One music educator found ways to define “comprehensive” music education to help his students achieve personal goals.

Institutional mission statements, especially those in music departments/schools, tend to be both aspirational and disconnected from the actual work done by faculty as well as the curriculum they champion. In the Music Department at Boise State University, part of our mission is to provide comprehensive music education to our students. Since joining the faculty, I have worked hard to realize some of the potential behind this mission statement and our goals, and I would like to share some of the things I have done in the name of comprehensive music education for our students.

The first challenge with our mission statement is in how we characterize and define “comprehensive” when it comes to music education.
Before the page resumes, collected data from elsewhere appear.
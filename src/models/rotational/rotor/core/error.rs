use thiserror::Error;
use uom::si::f64::{TemperatureInterval, ThermodynamicTemperature};

use super::{AllowedParity, NuclearDegeneracy};

/// Errors that can occur while building or querying a [`DiatomicRotor`](super::DiatomicRotor).
///
/// Construction errors leave nothing behind, and query errors never touch the
/// precomputed level tables.
#[derive(Debug, Clone, PartialEq, Error)]
pub enum RotorError {
    /// A construction argument is out of range.
    ///
    /// For example, `j_max` is zero or too small to admit any allowed level.
    #[error("invalid argument: {context}")]
    InvalidArgument { context: String },

    /// The species tag names no known molecule.
    #[error("unknown species: {tag:?}")]
    InvalidSpecies { tag: String },

    /// Both nuclear degeneracy slots are zero, so no level can be populated.
    #[error("invalid nuclear degeneracies [{g_even}, {g_odd}]: at least one must be nonzero")]
    InvalidDegeneracy { g_even: u32, g_odd: u32 },

    /// The rotational constant is not a strictly positive, finite energy.
    #[error("invalid rotational constant: {b:?}")]
    InvalidRotationalConstant { b: TemperatureInterval },

    /// The temperature is not strictly positive and finite.
    #[error("invalid temperature: {temperature:?}")]
    InvalidTemperature { temperature: ThermodynamicTemperature },

    /// The level is not in the allowed set of the model.
    #[error("level J={j} is not allowed ({parity} levels below J_max={j_max}, g_nuc={g_nuc})")]
    InvalidLevel {
        j: u32,
        parity: AllowedParity,
        j_max: u32,
        g_nuc: NuclearDegeneracy,
    },

    /// Every Boltzmann factor underflowed and the partition sum is exactly zero.
    #[error("partition sum underflowed to zero at {temperature:?}")]
    NumericalUnderflow { temperature: ThermodynamicTemperature },
}
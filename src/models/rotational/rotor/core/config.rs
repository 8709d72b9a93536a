/// Construction options for a [`DiatomicRotor`](super::DiatomicRotor).
#[derive(Debug, Clone, Copy, PartialEq, Eq)]
pub struct RotorConfig {
    /// Exclusive upper bound on enumerated rotational quantum numbers.
    pub j_max: u32,

    /// Emit `debug` trace events describing the resolved model.
    ///
    /// Has no effect on any computed value.
    pub diagnostics: bool,
}

impl Default for RotorConfig {
    fn default() -> Self {
        Self {
            j_max: 100,
            diagnostics: false,
        }
    }
}

impl RotorConfig {
    /// Returns this configuration with the given level cutoff.
    #[must_use]
    pub fn with_j_max(self, j_max: u32) -> Self {
        Self { j_max, ..self }
    }

    /// Returns this configuration with diagnostics toggled.
    #[must_use]
    pub fn with_diagnostics(self, diagnostics: bool) -> Self {
        Self {
            diagnostics,
            ..self
        }
    }
}

#[cfg(test)]
mod tests {
    use super::*;

    #[test]
    fn defaults() {
        let config = RotorConfig::default();
        assert_eq!(config.j_max, 100);
        assert!(!config.diagnostics);
    }

    #[test]
    fn builders_keep_other_fields() {
        let config = RotorConfig::default()
            .with_diagnostics(true)
            .with_j_max(7);
        assert_eq!(
            config,
            RotorConfig {
                j_max: 7,
                diagnostics: true
            }
        );
    }
}
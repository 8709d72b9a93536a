//! Rotational spectroscopy models.
//!
//! This module contains models of molecular rotation, starting with the
//! rigid diatomic rotor.

pub mod rotor;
As a discipline that is centered around the performance of established repertoire, it’s no surprise that music in higher education is especially resistant to any form of change or innovation. As such, we could rationalize that “comprehensive” encompasses the skills and repertoire that music and secondary music education is focused around. This is a reasonable assumption given the narrow range of content and lack of scope represented by music curricula at your typical institution. For the purposes of this article, “comprehensive music education” should be treated as the range of skills and experiences that equip students for a wide range of careers in the music industry that still include the traditional performance route.

I will highlight three specific things that I have worked on in the past seven years, and how they have had an impact on our students and contributed to our mission statement of “comprehensive music education” as well as how they have helped to address the repertoire-bound challenges faced by your typical accredited institution.

  1. Boise State’s new music production certificate
  2. A collaboration with our local music festival, Treefort Music Fest
  3. New possibilities for the final project in our Bachelor of Arts degree
Boise State's trumpet studio
Boise State’s trumpet studio.

At the onset, I must first highlight one aspect of my department that is both atypical and advantageous to the work I have done: our lack of a jazz-specific degree path and department. Unlike most traditional programs, Boise State has not yet established the typical structures that isolate areas of the Music Department from each other. Put plainly, we don’t have a jazz department that would naturally be at odds with the classical department. As a result, there are no administrative or degree-level barriers between students and jazz/commercial music experiences (other than a student’s credit load and other external factors). This has opened the door to a more flexible approach to the nature and goal of our jazz ensembles and courses, one that I have been able to leverage in the service of comprehensive music education. The challenge with our current setup is simply that jazz courses are purely elective within our degree sequences.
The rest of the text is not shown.